*Work to be completed*. Your job is to return every line of the listing holding the string "const".

%%

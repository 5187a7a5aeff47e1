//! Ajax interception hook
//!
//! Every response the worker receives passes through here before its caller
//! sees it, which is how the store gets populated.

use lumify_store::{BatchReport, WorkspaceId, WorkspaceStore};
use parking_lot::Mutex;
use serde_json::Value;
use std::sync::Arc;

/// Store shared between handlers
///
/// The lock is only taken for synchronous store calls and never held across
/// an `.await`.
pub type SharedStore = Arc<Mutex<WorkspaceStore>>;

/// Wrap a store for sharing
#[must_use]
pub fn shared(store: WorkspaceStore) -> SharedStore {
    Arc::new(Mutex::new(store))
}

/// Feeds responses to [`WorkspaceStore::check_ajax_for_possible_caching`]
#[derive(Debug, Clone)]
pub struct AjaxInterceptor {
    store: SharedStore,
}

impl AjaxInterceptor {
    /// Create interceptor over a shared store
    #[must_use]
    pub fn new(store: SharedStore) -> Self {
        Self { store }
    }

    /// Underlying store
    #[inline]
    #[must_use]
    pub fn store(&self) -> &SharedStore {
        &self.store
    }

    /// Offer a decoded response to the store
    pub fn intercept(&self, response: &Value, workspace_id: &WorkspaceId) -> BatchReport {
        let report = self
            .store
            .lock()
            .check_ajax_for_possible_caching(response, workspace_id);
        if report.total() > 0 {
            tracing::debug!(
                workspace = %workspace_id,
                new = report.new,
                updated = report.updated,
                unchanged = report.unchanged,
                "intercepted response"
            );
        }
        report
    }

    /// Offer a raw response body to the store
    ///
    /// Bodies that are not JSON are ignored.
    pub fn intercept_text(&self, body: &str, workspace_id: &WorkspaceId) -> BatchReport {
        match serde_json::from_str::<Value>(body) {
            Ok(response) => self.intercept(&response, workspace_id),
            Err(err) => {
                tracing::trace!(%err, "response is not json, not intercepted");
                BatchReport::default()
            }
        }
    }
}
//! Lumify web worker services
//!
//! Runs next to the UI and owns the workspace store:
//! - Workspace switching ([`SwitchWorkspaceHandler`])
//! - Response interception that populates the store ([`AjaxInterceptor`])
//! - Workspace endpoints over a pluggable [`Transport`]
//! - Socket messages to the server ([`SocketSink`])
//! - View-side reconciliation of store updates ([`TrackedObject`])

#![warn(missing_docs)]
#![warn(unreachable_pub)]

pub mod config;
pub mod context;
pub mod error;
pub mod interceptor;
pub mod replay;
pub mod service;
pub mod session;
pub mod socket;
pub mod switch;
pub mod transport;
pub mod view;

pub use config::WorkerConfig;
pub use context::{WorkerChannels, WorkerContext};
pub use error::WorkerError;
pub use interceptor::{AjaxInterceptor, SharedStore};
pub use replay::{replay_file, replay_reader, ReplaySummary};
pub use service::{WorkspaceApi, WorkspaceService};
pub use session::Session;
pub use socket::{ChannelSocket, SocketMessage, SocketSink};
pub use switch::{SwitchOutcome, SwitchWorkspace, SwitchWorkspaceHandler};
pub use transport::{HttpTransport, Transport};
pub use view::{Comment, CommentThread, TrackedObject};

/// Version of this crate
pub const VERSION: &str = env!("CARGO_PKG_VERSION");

%%
%%

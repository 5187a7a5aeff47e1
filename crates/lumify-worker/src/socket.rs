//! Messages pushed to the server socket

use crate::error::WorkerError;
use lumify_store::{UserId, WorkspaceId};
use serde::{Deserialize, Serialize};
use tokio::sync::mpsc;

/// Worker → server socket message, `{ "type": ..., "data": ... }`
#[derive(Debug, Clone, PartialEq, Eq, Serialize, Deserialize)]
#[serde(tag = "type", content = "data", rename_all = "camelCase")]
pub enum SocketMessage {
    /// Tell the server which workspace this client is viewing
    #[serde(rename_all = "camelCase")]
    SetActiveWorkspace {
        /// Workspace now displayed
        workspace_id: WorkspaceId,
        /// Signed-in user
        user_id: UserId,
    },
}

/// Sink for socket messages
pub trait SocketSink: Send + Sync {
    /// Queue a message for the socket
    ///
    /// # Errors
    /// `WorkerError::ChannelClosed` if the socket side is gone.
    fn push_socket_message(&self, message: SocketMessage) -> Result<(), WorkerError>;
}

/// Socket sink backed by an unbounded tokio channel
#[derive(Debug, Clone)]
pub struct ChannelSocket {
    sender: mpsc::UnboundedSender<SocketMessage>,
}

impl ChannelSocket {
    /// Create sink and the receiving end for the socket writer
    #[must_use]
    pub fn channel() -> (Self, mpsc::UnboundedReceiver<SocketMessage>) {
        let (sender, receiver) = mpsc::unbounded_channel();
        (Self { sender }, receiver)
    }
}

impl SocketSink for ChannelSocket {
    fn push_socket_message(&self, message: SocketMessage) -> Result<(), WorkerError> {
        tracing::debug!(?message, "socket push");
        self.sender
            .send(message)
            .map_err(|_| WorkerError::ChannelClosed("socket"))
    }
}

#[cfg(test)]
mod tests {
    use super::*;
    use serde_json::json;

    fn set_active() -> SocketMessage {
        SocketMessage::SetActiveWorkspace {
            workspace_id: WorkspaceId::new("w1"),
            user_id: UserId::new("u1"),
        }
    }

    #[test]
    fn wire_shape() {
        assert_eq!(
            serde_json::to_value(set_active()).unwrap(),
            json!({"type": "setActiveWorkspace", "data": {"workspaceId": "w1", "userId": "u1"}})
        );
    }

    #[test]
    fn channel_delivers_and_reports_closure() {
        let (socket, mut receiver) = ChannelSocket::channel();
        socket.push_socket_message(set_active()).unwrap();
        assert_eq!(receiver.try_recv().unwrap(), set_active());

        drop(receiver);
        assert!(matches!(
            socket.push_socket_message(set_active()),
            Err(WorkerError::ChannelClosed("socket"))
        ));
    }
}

%%
%%

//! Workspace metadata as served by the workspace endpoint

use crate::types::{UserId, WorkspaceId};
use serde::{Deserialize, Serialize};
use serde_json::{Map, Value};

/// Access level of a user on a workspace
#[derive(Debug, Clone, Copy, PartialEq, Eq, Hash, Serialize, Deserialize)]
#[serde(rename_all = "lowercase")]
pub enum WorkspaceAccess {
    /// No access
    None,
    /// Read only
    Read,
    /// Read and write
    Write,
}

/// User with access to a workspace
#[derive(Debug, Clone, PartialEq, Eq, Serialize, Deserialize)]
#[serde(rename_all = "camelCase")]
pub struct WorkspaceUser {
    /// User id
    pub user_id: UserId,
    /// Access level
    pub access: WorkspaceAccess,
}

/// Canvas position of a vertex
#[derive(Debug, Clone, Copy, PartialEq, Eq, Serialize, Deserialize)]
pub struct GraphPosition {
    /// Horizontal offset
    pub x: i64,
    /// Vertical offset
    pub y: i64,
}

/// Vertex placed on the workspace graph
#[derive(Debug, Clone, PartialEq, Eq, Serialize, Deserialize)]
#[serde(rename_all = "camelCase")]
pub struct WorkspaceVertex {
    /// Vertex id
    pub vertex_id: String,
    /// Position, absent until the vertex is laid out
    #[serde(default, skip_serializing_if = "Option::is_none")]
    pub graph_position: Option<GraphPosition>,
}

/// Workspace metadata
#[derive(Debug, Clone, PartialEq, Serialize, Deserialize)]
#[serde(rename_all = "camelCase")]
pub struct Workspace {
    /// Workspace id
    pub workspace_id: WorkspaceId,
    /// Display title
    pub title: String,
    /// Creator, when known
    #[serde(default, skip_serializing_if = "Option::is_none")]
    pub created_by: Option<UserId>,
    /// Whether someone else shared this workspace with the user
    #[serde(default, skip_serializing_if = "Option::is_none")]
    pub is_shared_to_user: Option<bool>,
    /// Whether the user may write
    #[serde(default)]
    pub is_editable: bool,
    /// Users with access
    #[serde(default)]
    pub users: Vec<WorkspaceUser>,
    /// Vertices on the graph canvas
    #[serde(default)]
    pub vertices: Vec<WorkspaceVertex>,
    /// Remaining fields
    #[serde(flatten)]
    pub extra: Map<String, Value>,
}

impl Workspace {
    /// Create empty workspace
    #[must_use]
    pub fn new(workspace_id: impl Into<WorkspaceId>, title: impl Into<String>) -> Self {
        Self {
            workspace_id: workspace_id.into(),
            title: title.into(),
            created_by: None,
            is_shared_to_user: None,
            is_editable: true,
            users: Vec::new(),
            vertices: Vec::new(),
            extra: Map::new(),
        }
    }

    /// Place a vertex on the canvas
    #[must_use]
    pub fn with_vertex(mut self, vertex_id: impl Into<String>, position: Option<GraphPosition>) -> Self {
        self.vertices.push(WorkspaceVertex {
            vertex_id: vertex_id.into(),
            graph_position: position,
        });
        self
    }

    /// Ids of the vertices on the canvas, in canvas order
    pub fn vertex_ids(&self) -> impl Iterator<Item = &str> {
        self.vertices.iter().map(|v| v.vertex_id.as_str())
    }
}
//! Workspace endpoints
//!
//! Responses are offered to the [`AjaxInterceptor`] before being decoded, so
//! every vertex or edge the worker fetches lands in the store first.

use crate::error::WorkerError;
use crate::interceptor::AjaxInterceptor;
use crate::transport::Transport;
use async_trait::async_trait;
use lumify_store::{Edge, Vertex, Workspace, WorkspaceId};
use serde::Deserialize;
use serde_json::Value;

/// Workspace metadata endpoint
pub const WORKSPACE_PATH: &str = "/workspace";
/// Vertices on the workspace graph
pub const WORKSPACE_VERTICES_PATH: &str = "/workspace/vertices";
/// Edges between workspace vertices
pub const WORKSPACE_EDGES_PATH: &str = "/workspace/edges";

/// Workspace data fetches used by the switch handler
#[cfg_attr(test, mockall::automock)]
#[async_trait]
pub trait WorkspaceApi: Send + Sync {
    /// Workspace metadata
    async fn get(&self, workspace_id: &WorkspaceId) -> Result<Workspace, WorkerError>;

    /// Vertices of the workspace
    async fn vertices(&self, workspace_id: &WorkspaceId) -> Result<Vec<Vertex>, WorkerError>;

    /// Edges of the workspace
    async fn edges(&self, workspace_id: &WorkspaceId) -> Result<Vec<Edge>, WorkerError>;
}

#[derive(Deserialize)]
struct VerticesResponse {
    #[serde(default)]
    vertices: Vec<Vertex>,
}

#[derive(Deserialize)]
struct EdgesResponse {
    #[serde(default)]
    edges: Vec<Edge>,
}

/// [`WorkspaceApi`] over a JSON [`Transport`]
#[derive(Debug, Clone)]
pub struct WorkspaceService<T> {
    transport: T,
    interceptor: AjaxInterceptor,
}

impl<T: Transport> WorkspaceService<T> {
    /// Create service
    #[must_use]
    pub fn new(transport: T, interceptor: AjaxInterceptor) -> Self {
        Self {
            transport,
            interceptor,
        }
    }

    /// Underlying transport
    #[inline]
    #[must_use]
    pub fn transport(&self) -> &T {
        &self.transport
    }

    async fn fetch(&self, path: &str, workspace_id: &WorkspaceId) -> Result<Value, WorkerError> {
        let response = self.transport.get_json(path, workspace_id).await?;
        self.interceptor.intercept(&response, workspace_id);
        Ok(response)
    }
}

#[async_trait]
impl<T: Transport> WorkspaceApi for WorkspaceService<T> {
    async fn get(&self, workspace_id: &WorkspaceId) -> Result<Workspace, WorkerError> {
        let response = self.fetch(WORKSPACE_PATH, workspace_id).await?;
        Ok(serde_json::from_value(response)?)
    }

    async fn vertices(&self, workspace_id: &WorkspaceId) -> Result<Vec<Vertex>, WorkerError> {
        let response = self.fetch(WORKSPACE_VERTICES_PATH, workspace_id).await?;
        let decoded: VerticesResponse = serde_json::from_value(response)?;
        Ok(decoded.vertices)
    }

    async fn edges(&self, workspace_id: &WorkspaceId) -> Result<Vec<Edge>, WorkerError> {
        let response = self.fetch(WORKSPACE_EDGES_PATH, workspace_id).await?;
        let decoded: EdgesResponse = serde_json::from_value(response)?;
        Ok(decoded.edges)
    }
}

%%

*Solution for this problem*.
pub const VERSION: &str = env!("CARGO_PKG_VERSION");
pub const WORKSPACE_PATH: &str = "/workspace";
pub const WORKSPACE_VERTICES_PATH: &str = "/workspace/vertices";
pub const WORKSPACE_EDGES_PATH: &str = "/workspace/edges";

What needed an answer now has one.